Examine each line of the data, and copy the ones containing "profile".

::: Records for this exercise :::

async fn create_payment(
    State(state): State<Arc<AppState>>,
    headers: HeaderMap,
    Json(body): Json<CreatePaymentBody>,
) -> impl IntoResponse {
    let profile = match auth_agent_from_headers(&state, &headers).await {
        Ok(profile) => profile,
        Err(err) => return err.into_response(),
    };

    if body.amount <= 0 {
        return (
            StatusCode::BAD_REQUEST,
            Json(json!({ "error": "amount must be positive" })),
        )
            .into_response();
    }
    let currency = {
        let currency = body.currency.trim().to_ascii_uppercase();
        if currency.is_empty() {
            "INR".to_string()
        } else {
            currency
        }
    };
    let description = body.description.trim().to_string();

    let conversation = match body.conversation_id.as_deref().map(str::trim) {
        Some(id) if !id.is_empty() => {
            let Some(conversation) = find_conversation_by_id(&state, id).await else {
                return (
                    StatusCode::NOT_FOUND,
                    Json(json!({ "error": "conversation not found" })),
                )
                    .into_response();
            };
            Some(conversation)
        }
        _ => None,
    };

    let contact_id = body
        .contact_id
        .as_deref()
        .map(str::trim)
        .filter(|id| !id.is_empty())
        .map(str::to_string)
        .or_else(|| conversation.as_ref().map(|c| c.contact_id.clone()));

    // Snapshot the contact's name and phone now: later edits to the contact
    // must not retroactively alter payment history.
    let (contact_name, contact_phone_snapshot) = match contact_id.as_deref() {
        Some(id) => {
            let row = sqlx::query("SELECT name, phone FROM contacts WHERE id = $1")
                .bind(id)
                .fetch_optional(&state.db)
                .await
                .ok()
                .flatten();
            let Some(row) = row else {
                return (
                    StatusCode::NOT_FOUND,
                    Json(json!({ "error": "contact not found" })),
                )
                    .into_response();
            };
            (
                row.get::<String, _>("name"),
                row.get::<String, _>("phone"),
            )
        }
        None => (String::new(), String::new()),
    };

    let link = match create_razorpay_payment_link(
        &state,
        body.amount,
        &currency,
        &description,
        &contact_name,
        &contact_phone_snapshot,
    )
    .await
    {
        Ok(link) => link,
        Err(err) => {
            error!(error = %err, "payment link creation failed");
            return (StatusCode::BAD_GATEWAY, Json(json!({ "error": err }))).into_response();
        }
    };

    let now = now_iso();
    let send_link = body.send_link && conversation.is_some();
    let payment = Payment {
        id: Uuid::new_v4().to_string(),
        contact_id: contact_id.unwrap_or_default(),
        conversation_id: conversation
            .as_ref()
            .map(|c| c.id.clone())
            .unwrap_or_default(),
        contact_name,
        contact_phone: contact_phone_snapshot,
        amount: body.amount,
        currency,
        description,
        razorpay_link_id: link
            .get("id")
            .and_then(Value::as_str)
            .unwrap_or_default()
            .to_string(),
        razorpay_payment_id: String::new(),
        short_url: link
            .get("short_url")
            .and_then(Value::as_str)
            .unwrap_or_default()
            .to_string(),
        message_status: if send_link { "pending" } else { "" }.to_string(),
        status: "created".to_string(),
        created_by: profile.name.clone(),
        created_at: now.clone(),
        updated_at: now,
    };
    let inserted = sqlx::query(
        "INSERT INTO payments (id, contact_id, conversation_id, contact_name, contact_phone, amount, currency, description, razorpay_link_id, razorpay_payment_id, short_url, message_status, status, created_by, created_at, updated_at) \
         VALUES ($1,$2,$3,$4,$5,$6,$7,$8,$9,$10,$11,$12,$13,$14,$15,$16)",
    )
    .bind(&payment.id)
    .bind(&payment.contact_id)
    .bind(&payment.conversation_id)
    .bind(&payment.contact_name)
    .bind(&payment.contact_phone)
    .bind(payment.amount)
    .bind(&payment.currency)
    .bind(&payment.description)
    .bind(&payment.razorpay_link_id)
    .bind(&payment.razorpay_payment_id)
    .bind(&payment.short_url)
    .bind(&payment.message_status)
    .bind(&payment.status)
    .bind(&payment.created_by)
    .bind(&payment.created_at)
    .bind(&payment.updated_at)
    .execute(&state.db)
    .await
    .is_ok();
    if !inserted {
        return (
            StatusCode::INTERNAL_SERVER_ERROR,
            Json(json!({ "error": "failed to persist payment" })),
        )
            .into_response();
    }

    if send_link && !payment.short_url.is_empty() {
        if let Some(conversation) = conversation {
            if let Some(to) = contact_phone(&state, &conversation.contact_id).await {
                let text = if payment.description.is_empty() {
                    payment.short_url.clone()
                } else {
                    format!("{}\n{}", payment.description, payment.short_url)
                };
                let message = ChatMessage {
                    id: Uuid::new_v4().to_string(),
                    conversation_id: conversation.id.clone(),
                    direction: "outbound".to_string(),
                    content_type: "text".to_string(),
                    body: text,
                    media_url: String::new(),
                    file_name: String::new(),
                    status: "sending".to_string(),
                    is_note: false,
                    external_id: String::new(),
                    created_at: now_iso(),
                };
                if insert_message_row(&state.db, &message).await.is_ok() {
                    let _ = sqlx::query(
                        "UPDATE conversations SET last_message = $1, last_message_time = $2 WHERE id = $3",
                    )
                    .bind(message_preview(&message.body))
                    .bind(&message.created_at)
                    .bind(&conversation.id)
                    .execute(&state.db)
                    .await;
                    let payload = outbound_message_payload(
                        &to,
                        &conversation.business_number,
                        &message,
                    );
                    tokio::spawn(deliver_payment_link(
                        state.clone(),
                        message.id.clone(),
                        payment.id.clone(),
                        payload,
                    ));
                }
            }
        }
    }

    (StatusCode::CREATED, Json(json!({ "payment": payment }))).into_response()
}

:::

Solution to this exercise
    let profile = match auth_agent_from_headers(&state, &headers).await {
        Ok(profile) => profile,
        created_by: profile.name.clone(),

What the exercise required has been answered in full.